Jonny Kaye’s debut book GROT is an expansive collective portrait of UK’s kink and fetish community. Compiled from the photographer’s archive, it depicts gimps, pro-dommes, sex workers, fetishists and queer friends unapologetically expressing their erotic selves on camera. GROT is an archive for the community and an active protest against cultural censorship. The word grot usually means “something unpleasant, dirty, or of poor quality” but, for Kaye, it signifies “the liberation behind embracing your inner filth”.  

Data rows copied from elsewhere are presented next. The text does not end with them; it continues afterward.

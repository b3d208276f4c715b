//! UDP receive loop of the bridge.
//!
//! One task owns the socket and the [`Dispatcher`] and interleaves three
//! event sources with `tokio::select!`:
//!
//! - an inbound datagram → [`Dispatcher::handle_datagram`]
//! - the pacing tick → [`Dispatcher::poll`]
//! - the stats tick → one `info!` line with the dispatch counters
//!
//! Because everything runs on this one task, the HID state needs no lock.
//!
//! # Why no acknowledgments? (for beginners)
//!
//! Clients fire datagrams and forget them.  A lost "button down" is repaired
//! by the next one the client sends, and a lost "button up" by the client
//! re-sending its held state, so the bridge never replies and never retries.

use std::net::SocketAddr;
use std::sync::{
    atomic::{AtomicBool, Ordering},
    Arc,
};
use std::time::{Duration, Instant};

use thiserror::Error;
use tokio::net::UdpSocket;
use tokio::time::{self, Interval, MissedTickBehavior};
use tracing::{info, trace, warn};

use crate::application::dispatcher::{DispatchStats, Dispatcher};

/// Largest datagram the bridge reads.  Longer datagrams are truncated by the
/// OS and then fail the checksum.
pub const MAX_DATAGRAM_SIZE: usize = 2048;

/// Error type for the bridge network layer.
#[derive(Debug, Error)]
pub enum NetworkError {
    /// The UDP socket could not be bound.
    #[error("failed to bind UDP socket on {addr}: {source}")]
    BindFailed {
        addr: SocketAddr,
        #[source]
        source: std::io::Error,
    },
}

/// Why [`run_receive_loop`] returned.
#[derive(Debug, Clone, Copy, PartialEq, Eq)]
pub enum StopReason {
    /// The running flag was cleared (Ctrl+C).
    Shutdown,
    /// A hard reset was received; the process should exit and be restarted.
    RestartRequested,
}

/// Binds the bridge's UDP socket.
///
/// # Errors
///
/// Returns [`NetworkError::BindFailed`] if the address is in use or not
/// available on this host.
pub async fn bind(addr: SocketAddr) -> Result<UdpSocket, NetworkError> {
    let socket = UdpSocket::bind(addr)
        .await
        .map_err(|source| NetworkError::BindFailed { addr, source })?;
    info!("listening for CBv0 datagrams on UDP {addr}");
    Ok(socket)
}

/// Receives and dispatches datagrams until shutdown or a hard reset.
///
/// Pacing ticks use the interval configured on the dispatcher's synthesizer.
/// Before returning, all inputs are released so the host is not left with a
/// stuck key.
pub async fn run_receive_loop(
    socket: &UdpSocket,
    dispatcher: &mut Dispatcher,
    stats_interval: Option<Duration>,
    running: Arc<AtomicBool>,
) -> StopReason {
    let mut ticker = time::interval(dispatcher.synthesizer().config().tick_interval);
    ticker.set_missed_tick_behavior(MissedTickBehavior::Skip);
    let mut stats_ticker = stats_interval.map(|period| {
        let mut t = time::interval_at(time::Instant::now() + period, period);
        t.set_missed_tick_behavior(MissedTickBehavior::Delay);
        t
    });
    let mut buf = vec![0u8; MAX_DATAGRAM_SIZE];

    let reason = loop {
        tokio::select! {
            received = socket.recv_from(&mut buf) => match received {
                Ok((len, src)) => {
                    trace!(%src, len, "datagram received");
                    dispatcher.handle_datagram(&buf[..len], Instant::now());
                }
                // ICMP port-unreachable and similar surface here; none of them
                // affect the socket.
                Err(e) => warn!("recv error: {e}"),
            },
            at = ticker.tick() => dispatcher.poll(at.into_std()),
            _ = next_tick(&mut stats_ticker) => log_stats(dispatcher.stats()),
        }

        if dispatcher.restart_requested() {
            break StopReason::RestartRequested;
        }
        if !running.load(Ordering::Relaxed) {
            break StopReason::Shutdown;
        }
    };

    info!(?reason, "receive loop stopping; releasing all inputs");
    dispatcher.synthesizer_mut().soft_reset();
    log_stats(dispatcher.stats());
    reason
}

/// Waits for the next tick, or forever when there is no interval.
async fn next_tick(interval: &mut Option<Interval>) {
    match interval {
        Some(interval) => {
            interval.tick().await;
        }
        None => std::future::pending().await,
    }
}

fn log_stats(stats: &DispatchStats) {
    info!(
        datagrams = stats.datagrams,
        applied = stats.applied,
        legacy_lines = stats.legacy_lines,
        heuristic_deltas = stats.heuristic_deltas,
        heuristic_buttons = stats.heuristic_buttons,
        dropped_checksum = stats.dropped_checksum,
        dropped_malformed = stats.dropped_malformed,
        dropped_unclassified = stats.dropped_unclassified,
        "dispatch stats"
    );
}

#[cfg(test)]
mod tests {
    use super::*;

    use cbv0_core::{ActionOp, Command, FrameEncoder};

    use crate::application::synthesizer::ReportSynthesizer;
    use crate::domain::config::SynthesizerConfig;
    use crate::infrastructure::hid_output::mock::RecordingSink;

    fn dispatcher() -> (Dispatcher, Arc<RecordingSink>) {
        let sink = Arc::new(RecordingSink::new());
        let synth = ReportSynthesizer::new(SynthesizerConfig::default(), sink.clone());
        (Dispatcher::new(synth), sink)
    }

    async fn loopback() -> (UdpSocket, UdpSocket, SocketAddr) {
        let server = tokio_test::assert_ok!(bind("127.0.0.1:0".parse().unwrap()).await);
        let addr = server.local_addr().unwrap();
        let client = UdpSocket::bind("127.0.0.1:0").await.unwrap();
        (server, client, addr)
    }

    fn stop_after(running: &Arc<AtomicBool>, delay: Duration) {
        let flag = Arc::clone(running);
        tokio::spawn(async move {
            time::sleep(delay).await;
            flag.store(false, Ordering::Relaxed);
        });
    }

    #[tokio::test]
    async fn test_loop_applies_datagrams_until_shutdown() {
        // Arrange
        let (server, client, addr) = loopback().await;
        let (mut dispatcher, sink) = dispatcher();
        let running = Arc::new(AtomicBool::new(true));
        let frame = FrameEncoder::new()
            .encode(&Command::KeyEvent { op: ActionOp::Hold, key: "a".into() })
            .unwrap();
        client.send_to(&frame, addr).await.unwrap();
        stop_after(&running, Duration::from_millis(100));

        // Act
        let reason = run_receive_loop(&server, &mut dispatcher, None, running).await;

        // Assert – the held key, then the release on the way out
        assert_eq!(reason, StopReason::Shutdown);
        assert_eq!(dispatcher.stats().applied, 1);
        let keys = sink.keyboard_reports();
        assert_eq!(keys.first().map(|r| r.keys[0]), Some(0x04));
        assert_eq!(keys.last().map(|r| r.keys[0]), Some(0));
    }

    #[tokio::test]
    async fn test_hard_reset_stops_the_loop() {
        // Arrange
        let (server, client, addr) = loopback().await;
        let (mut dispatcher, _sink) = dispatcher();
        let running = Arc::new(AtomicBool::new(true));
        client.send_to(b"HARD_RESET", addr).await.unwrap();
        stop_after(&running, Duration::from_secs(5));

        // Act
        let reason = run_receive_loop(&server, &mut dispatcher, None, running).await;

        // Assert
        assert_eq!(reason, StopReason::RestartRequested);
    }

    #[tokio::test]
    async fn test_deferred_release_fires_from_tick() {
        // Arrange
        let (server, client, addr) = loopback().await;
        let (mut dispatcher, sink) = dispatcher();
        let running = Arc::new(AtomicBool::new(true));
        client.send_to(b"MOUSE_LEFT", addr).await.unwrap();
        stop_after(&running, Duration::from_millis(200));

        // Act
        run_receive_loop(&server, &mut dispatcher, Some(Duration::from_millis(50)), running).await;

        // Assert – click: down, up (40 ms later), then the neutral report on exit
        let bytes: Vec<_> = sink.mouse_reports().iter().map(|r| r.as_bytes()).collect();
        assert_eq!(bytes[..2], [[1, 0, 0], [0, 0, 0]]);
    }

    #[tokio::test]
    async fn test_bind_reports_address_in_use() {
        let first = bind("127.0.0.1:0".parse().unwrap()).await.unwrap();
        let addr = first.local_addr().unwrap();

        let err = tokio_test::assert_err!(bind(addr).await);

        assert!(matches!(err, NetworkError::BindFailed { addr: a, .. } if a == addr));
    }
}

Photographer Adrienne Raquel is known for creating dream-like portraits of artists such as Megan Thee Stallion, Lil Nas X and Travis Scott. Her book ONYX is a documentation of a neon-lit world of a Houston strip club of the same name. Using vivid colours, intimately close perspective and signature dream-like gaze, Raquel captures the empowerment and inclusivity which thrive within the club but are often overlooked by the mainstream. “One thing with my work is that I try to highlight women and femininity; to really capture beauty without it being objectified; without it being overly sexy. And I think with ONYX, that’s exactly what I wanted to do. I wanted to go there and visually tell the stories of the girls and portray a sense of fantasy, but also portray their power – the artistry of exotic dancing,” she told Dazed.

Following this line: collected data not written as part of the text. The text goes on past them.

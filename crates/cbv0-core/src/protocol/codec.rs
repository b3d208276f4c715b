//! Frame-level codec: turns typed [`Command`]s into complete CBv0 datagrams
//! and back.
//!
//! Wire format:
//! ```text
//! [magic:1][version:1][seq:2][type:1][payload:N][crc8:1]
//! ```
//! One UDP datagram carries exactly one frame.  There is no stream framing.

use thiserror::Error;

use crate::protocol::frame::{Frame, FrameError};
use crate::protocol::messages::{decode_payload, encode_payload, Command, MessageType, PayloadError};
use crate::protocol::sequence::SequenceCounter;

/// Errors from decoding a datagram all the way to a [`Command`].
#[derive(Debug, Clone, Error, PartialEq, Eq)]
pub enum ProtocolError {
    /// The frame itself is invalid (length, header, checksum).
    #[error(transparent)]
    Frame(#[from] FrameError),

    /// The frame is valid but its type byte is not a known [`MessageType`].
    #[error("unknown message type: 0x{0:02X}")]
    UnknownType(u8),

    /// The frame is valid but its payload does not fit its type.
    #[error(transparent)]
    Payload(#[from] PayloadError),
}

// ── Encoding ──────────────────────────────────────────────────────────────────

/// Builds outbound frames and stamps each with the next sequence number.
///
/// # Examples
///
/// ```rust
/// use cbv0_core::protocol::{decode_command, FrameEncoder};
/// use cbv0_core::{Command, Side};
///
/// let encoder = FrameEncoder::new();
/// let cmd = Command::GamepadTrigger { side: Side::Left, value: 255 };
/// let bytes = encoder.encode(&cmd).unwrap();
/// assert_eq!(decode_command(&bytes).unwrap(), (0, cmd));
/// ```
#[derive(Debug, Default)]
pub struct FrameEncoder {
    seq: SequenceCounter,
}

impl FrameEncoder {
    /// Creates an encoder whose first frame carries sequence 0.
    pub fn new() -> Self {
        Self::default()
    }

    /// Creates an encoder whose first frame carries `first`.
    pub fn starting_at(first: u16) -> Self {
        Self {
            seq: SequenceCounter::starting_at(first),
        }
    }

    /// Encodes `cmd` into a complete frame.
    ///
    /// # Errors
    ///
    /// Returns [`PayloadError`] if the command cannot be serialized (only
    /// possible for key names). No sequence number is consumed on failure.
    pub fn encode(&self, cmd: &Command) -> Result<Vec<u8>, PayloadError> {
        let payload = encode_payload(cmd)?;
        Ok(self.encode_raw(cmd.message_type() as u8, payload))
    }

    /// Wraps an arbitrary type byte and payload in a frame.
    ///
    /// Used for legacy text lines (type [`LEGACY_TEXT_KIND`]) and for tests
    /// that need frames the typed API cannot produce.
    ///
    /// [`LEGACY_TEXT_KIND`]: crate::protocol::messages::LEGACY_TEXT_KIND
    pub fn encode_raw(&self, kind: u8, payload: Vec<u8>) -> Vec<u8> {
        Frame {
            sequence: self.seq.next(),
            kind,
            payload,
        }
        .to_bytes()
    }

    /// The sequence number the next frame will carry.
    pub fn next_sequence(&self) -> u16 {
        self.seq.current()
    }
}

// ── Decoding ──────────────────────────────────────────────────────────────────

/// Validates a datagram as a CBv0 frame without interpreting its payload.
///
/// # Errors
///
/// See [`Frame::parse`].
pub fn decode_frame(bytes: &[u8]) -> Result<Frame, FrameError> {
    Frame::parse(bytes)
}

/// Decodes a datagram into its sequence number and typed command.
///
/// # Errors
///
/// Returns [`ProtocolError::Frame`] for an invalid frame,
/// [`ProtocolError::UnknownType`] for an unrecognized type byte, and
/// [`ProtocolError::Payload`] for a malformed payload.
pub fn decode_command(bytes: &[u8]) -> Result<(u16, Command), ProtocolError> {
    let frame = decode_frame(bytes)?;
    let kind =
        MessageType::try_from(frame.kind).map_err(|_| ProtocolError::UnknownType(frame.kind))?;
    let cmd = decode_payload(kind, &frame.payload)?;
    Ok((frame.sequence, cmd))
}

Exiled from Russia for his outspoken queer art and activism in the 1990s, Slava Mogutin spent the subsequent decades in the US, amassing multi-media body of work often dealing with queer sexuality and radical eroticism. He admits that his photo book Analog Human Studies is “perhaps less sexually explicit” than some of what’s come before it, yet the imagery is more “pansexual and intergenerational”. He describes this collection as an “exploration of transgressive and radical expressions of human nature and sexuality, marginal subcultures and fetishes”. Focusing on queer intimacy, self-expression and the unapologetic presentation of different queer bodies, Mogutin aims to resist digital and cultural censorship in the face of rising homophobia and transphobia worldwide.

The potency of erotic imagery often lies with the onlooker’s gaze. Does looking make you a voyeur? Does it draw you into the transgressive enjoyment? Does it perpetuate a flawed power dynamic? The work of the London-based Filipino photographer Ezekiel tackles these complex questions. In the book SMUT: Volume 1, Transgressions, the photographer explores the everyday lives of women working in the sex industry. The project blurs the boundaries of art, erotica, documentary and fashion – the photos offer an alternative take on “a part of sexuality that our culture deems most ‘transgressive’, and repeatedly vilifies“.

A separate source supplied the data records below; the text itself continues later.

//! CBv0 bridge: entry point.
//!
//! Receives CBv0 frames from touch clients over UDP and writes keyboard,
//! mouse, and gamepad reports to the Linux USB gadget HID endpoints.
//!
//! # Usage
//!
//! ```text
//! cbv0-bridge [OPTIONS]
//!
//! Options:
//!   -c, --config <PATH>    TOML configuration file [default: /etc/cbv0/bridge.toml]
//!       --port <PORT>      UDP listen port (overrides the file)
//!       --bind <ADDR>      IP address to bind (overrides the file)
//!       --tick-hz <HZ>     Mouse / gamepad report rate (overrides the file)
//!       --dry-run          Log reports instead of writing /dev/hidgN
//!       --write-config <PATH>
//!                          Write the effective configuration to PATH and exit
//! ```
//!
//! # Environment variable overrides
//!
//! | Variable        | Flag         |
//! |-----------------|--------------|
//! | `CBV0_CONFIG`   | `--config`   |
//! | `CBV0_PORT`     | `--port`     |
//! | `CBV0_BIND`     | `--bind`     |
//! | `CBV0_TICK_HZ`  | `--tick-hz`  |
//! | `CBV0_DRY_RUN`  | `--dry-run`  |
//!
//! CLI values take precedence over the configuration file.  `RUST_LOG`
//! takes precedence over `[logging] level`.
//!
//! # Exit status
//!
//! A hard-reset command ends the process with status 75 so that the service
//! supervisor (systemd `Restart=on-failure`) starts a fresh bridge.

use std::path::{Path, PathBuf};
use std::sync::{
    atomic::{AtomicBool, Ordering},
    Arc,
};

use anyhow::Context;
use clap::Parser;
use tracing::info;
use tracing_subscriber::EnvFilter;

use cbv0_bridge::application::{Dispatcher, ReportSynthesizer};
use cbv0_bridge::infrastructure::hid_output::build_sink;
use cbv0_bridge::infrastructure::network::{bind, run_receive_loop, StopReason};
use cbv0_bridge::infrastructure::storage::config::{
    load_config, save_config, AppConfig, OutputKind,
};

/// Exit status that asks the supervisor for a restart.
const RESTART_EXIT_CODE: i32 = 75;

// ── CLI argument definitions ──────────────────────────────────────────────────

/// Touch-to-USB-HID bridge for CBv0 clients.
#[derive(Debug, Parser)]
#[command(
    name = "cbv0-bridge",
    about = "Turns CBv0 UDP frames into USB HID keyboard, mouse and gamepad reports",
    version
)]
struct Cli {
    /// Path of the TOML configuration file.  A missing file means defaults.
    #[arg(short, long, default_value = "/etc/cbv0/bridge.toml", env = "CBV0_CONFIG")]
    config: PathBuf,

    /// UDP port to listen on.
    #[arg(long, env = "CBV0_PORT")]
    port: Option<u16>,

    /// IP address to bind the UDP socket to.
    #[arg(long, env = "CBV0_BIND")]
    bind: Option<String>,

    /// Mouse / gamepad report rate in Hz.
    #[arg(long, env = "CBV0_TICK_HZ")]
    tick_hz: Option<u32>,

    /// Log reports instead of writing them to the gadget endpoints.
    #[arg(long, env = "CBV0_DRY_RUN")]
    dry_run: bool,

    /// Write the effective configuration (file plus overrides) to PATH and
    /// exit.  Useful for generating a starting `bridge.toml`.
    #[arg(long, value_name = "PATH")]
    write_config: Option<PathBuf>,
}

impl Cli {
    /// Loads the configuration file and applies the CLI overrides.
    ///
    /// # Errors
    ///
    /// Returns an error if the file exists but cannot be read or parsed.
    fn into_app_config(self) -> anyhow::Result<AppConfig> {
        let mut config = load_config(&self.config)
            .with_context(|| format!("failed to load config from {}", self.config.display()))?;

        if let Some(port) = self.port {
            config.network.port = port;
        }
        if let Some(bind) = self.bind {
            config.network.bind_address = bind;
        }
        if let Some(tick_hz) = self.tick_hz {
            config.pacing.tick_hz = tick_hz;
        }
        if self.dry_run {
            config.output.kind = OutputKind::Log;
        }
        Ok(config)
    }
}

/// Saves `config` to `path` for `--write-config`.
fn write_effective_config(path: &Path, config: &AppConfig) -> anyhow::Result<()> {
    save_config(path, config)
        .with_context(|| format!("failed to write config to {}", path.display()))?;
    info!("configuration written to {}", path.display());
    Ok(())
}

// ── Entry point ───────────────────────────────────────────────────────────────

/// Program entry point.
///
/// The bridge is a single receive loop, so it runs on Tokio's
/// current-thread runtime.
///
/// # What happens at startup
///
/// 1. CLI arguments are parsed and merged over the configuration file.
/// 2. `tracing_subscriber` is initialised from `RUST_LOG`, falling back to
///    the configured level.
/// 3. The HID sink is opened and the UDP socket bound.
/// 4. A Ctrl+C handler clears the shared `running` flag.
/// 5. [`run_receive_loop`] runs until Ctrl+C or a hard reset.
#[tokio::main(flavor = "current_thread")]
async fn main() -> anyhow::Result<()> {
    let mut cli = Cli::parse();
    let write_config = cli.write_config.take();
    let config = cli.into_app_config()?;

    // ── Logging setup ─────────────────────────────────────────────────────────
    tracing_subscriber::fmt()
        .with_env_filter(
            EnvFilter::try_from_default_env()
                .unwrap_or_else(|_| EnvFilter::new(&config.logging.level)),
        )
        .init();

    if let Some(path) = write_config {
        return write_effective_config(&path, &config);
    }

    let bind_addr = config.bind_addr().context("invalid [network] settings")?;
    let synth_config = config.synthesizer_config();
    info!(
        "CBv0 bridge starting: udp={bind_addr}, tick={:?}, output={:?}",
        synth_config.tick_interval, config.output.kind
    );

    let sink = build_sink(&config.output).context("failed to open HID output")?;
    let mut dispatcher = Dispatcher::new(ReportSynthesizer::new(synth_config, sink));
    let socket = bind(bind_addr).await?;

    // ── Graceful shutdown flag ────────────────────────────────────────────────
    let running = Arc::new(AtomicBool::new(true));
    let running_clone = Arc::clone(&running);
    tokio::spawn(async move {
        match tokio::signal::ctrl_c().await {
            Ok(()) => {
                info!("received Ctrl+C; shutting down");
                running_clone.store(false, Ordering::Relaxed);
            }
            Err(e) => tracing::error!("failed to listen for Ctrl+C signal: {e}"),
        }
    });

    // ── Receive loop ──────────────────────────────────────────────────────────
    match run_receive_loop(&socket, &mut dispatcher, config.stats_interval(), running).await {
        StopReason::Shutdown => {
            info!("CBv0 bridge stopped");
            Ok(())
        }
        StopReason::RestartRequested => {
            info!("CBv0 bridge exiting for restart");
            std::process::exit(RESTART_EXIT_CODE);
        }
    }
}

// ── Tests ─────────────────────────────────────────────────────────────────────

Real-life lovers and fetishists, duo The London Vagabond are deeply dedicated to documenting deviant sexuality in all its wild expressions. All the rumours you heard are true brings together a selection of their work which spans fetish clubs, intimate moments, graphic scenes and numerous exhibitionists who were happy to let them in on private pleasures. TLV never shy away from the gritty side of the erotic to cut to the emotional core of our deepest drives. “What are the things that make us feel most alive?” the show asks. “Is it to love? Is it to fuck? Is it when we are at our most vulnerable?”

Namio Harukawa was a Japanese artist at the foundation of the contemporary fetish canon,  best known for depicting voluptuous women dominating subservient men. His radical, excessive and playful vision has long inspired creatives – most recently photographer Rémi Lamandé and stylist Kyle Luu, who came together to create a series starring Lovisa Lager. With subsequent inspiration being the work of Nobuyoshi Araki and Shomei Tomatsu, we see Lager dominating several naked men far smaller than her. The series is atmospheric and charged with erotic energy, yet also remains intimate and humorous as the contemporary take on a classic image.